What this task involves: In the entries below, count every line with the string "ResyncOutcome". State the count and nothing else.

[[ Provided information open ]]

#[test]
fn test_poll_processing_timeout_skips_and_requests_resync() {
    let now = Instant::now();
    let mut server = Server::new(6);
    let mut c = client(FakeRenderer {
        slow: true,
        ..FakeRenderer::default()
    });
    c.on_match_started(server.match_started(), now).unwrap();

    c.on_tile_changes(server.word(), now);
    c.on_tile_changes(server.word(), now);
    c.on_tile_changes(server.word(), now);
    assert_eq!(c.pending_len(), 2);

    c.poll(now + Duration::from_millis(2999));
    assert_eq!(c.pending_len(), 2);
    assert_eq!(resync_requests(&mut c), 0);

    c.poll(now + Duration::from_secs(3));
    assert!(!c.is_processing());
    assert_eq!(c.pending_len(), 0);
    assert_eq!(c.last_applied(), 3);
    assert_eq!(resync_requests(&mut c), 1);

    // Diffs 2 and 3 never reached the mirror, so the answering resync
    // finds it at the same sequence but on a different board.
    let outcome = c.on_resync(drifted_resync(&mut server), now + Duration::from_secs(4));
    assert_eq!(outcome, ResyncOutcome::Drift);
    assert_mirrors(&c, &server);
}

#[test]
fn test_on_tile_changes_overflow_clears_buffer() {
    let now = Instant::now();
    let mut server = Server::new(7);
    let config = ClientSyncConfig {
        pending_cap: 2,
        ..ClientSyncConfig::default()
    };
    let mut c = ClientSync::new(config, FakeRenderer::default());
    c.on_match_started(server.match_started(), now).unwrap();

    server.word();
    assert_eq!(c.on_tile_changes(server.word(), now), DiffOutcome::Buffered);
    assert_eq!(c.on_tile_changes(server.word(), now), DiffOutcome::Buffered);
    assert_eq!(c.on_tile_changes(server.word(), now), DiffOutcome::Overflow);
    assert_eq!(c.pending_len(), 0);
    assert_eq!(c.last_applied(), 0);
    assert_eq!(resync_requests(&mut c), 1);
}

// =========================================================================
// Resync
// =========================================================================

#[test]
fn test_on_resync_ignores_stale_sync_id() {
    let now = Instant::now();
    let mut server = Server::new(8);
    let mut c = started(&server, now);
    let first = server.resync();
    let second = server.resync();

    assert_eq!(c.on_resync(second.clone(), now), ResyncOutcome::InSync);
    assert_eq!(c.last_sync_id(), 2);
    assert_eq!(c.on_resync(second, now), ResyncOutcome::Stale);
    assert_eq!(c.on_resync(first, now), ResyncOutcome::Stale);
}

[[ Provided information closed ]]

Output for this task: 4